Я понимал, словами тут ничего не выспоришь. Дело не в словах, а в том, что мы только что пережили в трамвайной тесноте. Мы столкнулись с какой-то невозможностью. Костик и я никак не могли с нею согласиться. А Василь сразу же ее для себя признал. Легкость, с которой он на это пошел, нас страшно возмущала. Он отделялся. И деревенское упрямство, которое никакими словами не пробьешь, казалось нам и глупостью, и предательством.
— Что ж с нами ходишь? — спросил я.
— А с кем ему ходить? Кто его возьмет? — сказал Костик.
Это было похоже на правду. Как и Костику, мне уже начинало казаться, что фашиста упустили потому, что именно решимости Василя нам троим и не хватило.
Когда мне не удавалось победить свой страх или жалость, я стыдился. У Василия же было раздражавшее меня бесстыдство признать правильным то, что чувствуешь. Словами я убеждал самого себя и заговаривал свои неправильные ощущения. Все мои ровесники этому учились. И упорство Василя было очень заметно.
— Вот Дундук! — всплескивал руками Костик. — Деревня!
Я догадывался, однако, какая нужна сила, чтобы устоять перед словами, которые все считали правильными. Я за собой такой силы не ощущал. Куда легче было справиться с собственными страхами или жалостью. Василь и говорил мало потому, что опасался ловушек, которые есть в словах. Иногда, правда, казалось, что Василь стал поступать и говорить так, как от него давно ждали. Но потом оказывалось, что это не так. Когда это выяснилось, мы возмущались. Костик ругался, а я с подозрением присматривался и прислушивался к молчанию Василя — что там вызревает опять!
Но сейчас случай был особый. Победа была на фронте. Но нас-то три года угнетало нефронтовое оружие! Три года истощающих страхов и ненависти — это было покрепче клятв. Оружием отнимали у нас судьбу. Оружием надо было ее вернуть, В этой войне у каждого из нас была своя вина и расчеты у каждого должны быть свои. Три года унижения нельзя было везти домой. А мы упускали случай за случаем, будто воля к возмездию с каждым днем слабела.
Вот из-за чего мы ругались с Василем.
10
Женился друг Аркадия Николай, вдвоем с женой они заняли двухэтажную койку, занавесив нижний этаж одеялом. Входя в комнату, теперь надо было кивком или глазами осведомляться, дома ли, одеяло всегда было опущено. Выбирать слова или говорить шепотом вначале казалось обременительным. Обременительной была тишина, наступавшая после того, как гасился на ночь свет. Неудобна была и какая-то непроходящая ласковость Николая. И то, что женился именно он, казалось неожиданным. От него не ждали, что он что-то сделает первым.

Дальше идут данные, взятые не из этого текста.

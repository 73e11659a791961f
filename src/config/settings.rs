use std::path::{Path, PathBuf};

use serde::{Deserialize, Serialize};

use crate::engine::DEFAULT_SESSION_TAG;
use crate::errors::{Result, VaultError};
use crate::ledger::LedgerLayout;

/// Project-level configuration, loaded from `.pmvault.toml`.
///
/// Every field has a sensible default so pmvault works out-of-the-box
/// without any config file at all.
#[derive(Debug, Clone, Serialize, Deserialize)]
pub struct Settings {
    /// JSON file (relative to the project root) holding the session cache.
    #[serde(default = "default_store_file")]
    pub store_file: String,

    /// Key the session cache entry is stored under.
    #[serde(default = "default_session_tag")]
    pub session_tag: String,

    /// Minimum length enforced when choosing a new passphrase.
    #[serde(default = "default_min_passphrase_len")]
    pub min_passphrase_len: usize,

    /// How many times an interactive unlock re-prompts on a wrong passphrase.
    #[serde(default = "default_max_passphrase_attempts")]
    pub max_passphrase_attempts: u32,

    /// Ledger column that names each entry.
    #[serde(default = "default_site_column")]
    pub site_column: String,

    /// Ledger columns stored in plaintext.
    #[serde(default = "default_plaintext_columns")]
    pub plaintext_columns: Vec<String>,
}

// ── Serde default helpers ────────────────────────────────────────────

fn default_store_file() -> String {
    "pmvault_storage.json".to_string()
}

fn default_session_tag() -> String {
    DEFAULT_SESSION_TAG.to_string()
}

fn default_min_passphrase_len() -> usize {
    8
}

fn default_max_passphrase_attempts() -> u32 {
    3
}

fn default_site_column() -> String {
    "site".to_string()
}

fn default_plaintext_columns() -> Vec<String> {
    vec!["index".to_string(), "site".to_string()]
}

// ── Implementation ───────────────────────────────────────────────────

impl Default for Settings {
    fn default() -> Self {
        Self {
            store_file: default_store_file(),
            session_tag: default_session_tag(),
            min_passphrase_len: default_min_passphrase_len(),
            max_passphrase_attempts: default_max_passphrase_attempts(),
            site_column: default_site_column(),
            plaintext_columns: default_plaintext_columns(),
        }
    }
}

impl Settings {
    /// Name of the config file we look for in the project root.
    const FILE_NAME: &'static str = ".pmvault.toml";

    /// Load settings from `<project_dir>/.pmvault.toml`.
    ///
    /// If the file does not exist, sensible defaults are returned.
    /// If the file exists but cannot be parsed, an error is returned.
    pub fn load(project_dir: &Path) -> Result<Self> {
        let config_path = project_dir.join(Self::FILE_NAME);

        if !config_path.exists() {
            return Ok(Self::default());
        }

        let contents = std::fs::read_to_string(&config_path)?;

        let settings: Settings = toml::from_str(&contents).map_err(|e| {
            VaultError::Config(format!("Failed to parse {}: {e}", config_path.display()))
        })?;

        if settings.max_passphrase_attempts == 0 {
            return Err(VaultError::Config(
                "max_passphrase_attempts must be at least 1".into(),
            ));
        }

        Ok(settings)
    }

    /// Full path of the session cache store.
    ///
    /// Example: `project_dir/pmvault_storage.json`
    pub fn store_path(&self, project_dir: &Path) -> PathBuf {
        project_dir.join(&self.store_file)
    }

    /// Ledger column layout for the CSV browser.
    pub fn ledger_layout(&self) -> LedgerLayout {
        LedgerLayout {
            site_column: self.site_column.clone(),
            plaintext_columns: self.plaintext_columns.clone(),
        }
    }
}

// ── Tests ────────────────────────────────────────────────────────────
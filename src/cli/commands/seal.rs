//! `pmvault seal` / `pmvault open`: encrypt and decrypt secrets under
//! the master key.

use crate::cli::commands::crypt::print_plaintext;
use crate::cli::{load_settings, read_record, read_secret_text, unlock_engine, Cli};
use crate::crypto::Envelope;
use crate::errors::Result;

/// Execute the `seal` command.
pub fn execute_seal(cli: &Cli, record: &str, text: Option<&str>) -> Result<()> {
    let settings = load_settings()?;
    let record = read_record(record)?;
    let plaintext = read_secret_text(text)?;

    let (engine, _) = unlock_engine(cli, &settings, record)?;
    let envelope = engine.encrypt_secret(plaintext.as_bytes())?;
    println!("{envelope}");
    Ok(())
}

/// Execute the `open` command.
pub fn execute_open(cli: &Cli, record: &str, envelope: &str) -> Result<()> {
    let settings = load_settings()?;
    let record = read_record(record)?;
    let envelope = Envelope::decode(envelope)?;

    let (engine, _) = unlock_engine(cli, &settings, record)?;
    let plaintext = engine.decrypt_secret(&envelope)?;
    print_plaintext(&plaintext);
    Ok(())
}
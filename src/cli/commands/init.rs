//! `pmvault init`: create a master key and print its wrapped record.
//!
//! The record is the only durable copy of the master key: it must be
//! stored (e.g. in the first row of a ledger) by the user.

use tracing::debug;

use crate::cli::output;
use crate::cli::{load_settings, open_engine, prompt_new_passphrase, session_token, Cli, PASSPHRASE_ENV};
use crate::crypto::{SessionToken, SymmetricKey};
use crate::errors::Result;

/// Execute the `init` command.
pub fn execute(cli: &Cli, key: Option<&str>) -> Result<()> {
    let settings = load_settings()?;

    // 1. Parse an adopted key before prompting, so typos fail fast.
    let master_key = match key {
        Some(hex) => {
            output::warning("Master key provided on command line, it may appear in shell history.");
            Some(SymmetricKey::from_hex(hex)?)
        }
        None => None,
    };

    // 2. Reuse the caller's session token, or mint one for this session.
    let (token, generated) = match session_token(cli)? {
        Some(token) => (token, false),
        None => (SessionToken::generate(), true),
    };

    // 3. Wrap the key under a new passphrase and cache it for the session.
    let passphrase = prompt_new_passphrase(PASSPHRASE_ENV, &settings)?;
    let mut engine = open_engine(cli, &settings)?;
    let record = match master_key {
        Some(master_key) => engine.fresh_start_with_key(master_key, &passphrase, token.clone())?,
        None => engine.fresh_start(&passphrase, token.clone())?,
    };
    debug!(store = %engine.store().path().display(), "session cache written");

    output::success("Master key created.");
    output::info("Master key record (keep it safe, it cannot be regenerated):");
    println!("{record}");

    if generated {
        output::info("Session token:");
        println!("{}", token.encoded());
        output::tip("Export it as PMVAULT_SESSION_TOKEN to resume this session without the passphrase.");
    }

    Ok(())
}
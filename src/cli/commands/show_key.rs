//! `pmvault show-key`: decrypt a master key record and print the key.

use crate::cli::output;
use crate::cli::{load_settings, open_engine, prompt_passphrase, read_record, Cli};
use crate::errors::Result;

/// Execute the `show-key` command.
///
/// Always asks for the passphrase; the session cache is not consulted.
pub fn execute(cli: &Cli, record: &str, readable: bool) -> Result<()> {
    let settings = load_settings()?;
    let record = read_record(record)?;
    let passphrase = prompt_passphrase()?;

    let mut engine = open_engine(cli, &settings)?;
    engine.unlock(record, &passphrase)?;
    let master_key = engine.master_key()?;

    output::warning("The master key is about to be printed. Clear your terminal afterwards.");
    if readable {
        println!("{}", String::from_utf8_lossy(master_key.as_bytes()));
    } else {
        println!("{}", master_key.to_hex());
    }
    Ok(())
}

Следы ласковой сонной помятости на его лице не проходили и днем. Поднимались они с женой позже всех. Спали после обеда. Жена Николая вначале вообще большую часть дня проводила за занавеской. Обморочная эта сонливость, которой гордились оба, казалась ответом не только на женитьбу, но и на конец войны, на безопасность, которая лишь замаячила, а вовсе не наступила совсем.
Жену Николая звали Марусей. Нашу комнату она проходила потупившись. Кожа на ее лице была распаренной, как после бани. Первое время она часто убегала в женский барак к подругам, от которых Николай ее увел. В этой потупленности, в семенящей походке, в расцвеченной сном и сытостью коже, в шепотах и смешках за одеялом, в смелости, с которой она пришла в мужской барак, было раздражающее надеждой противоречие.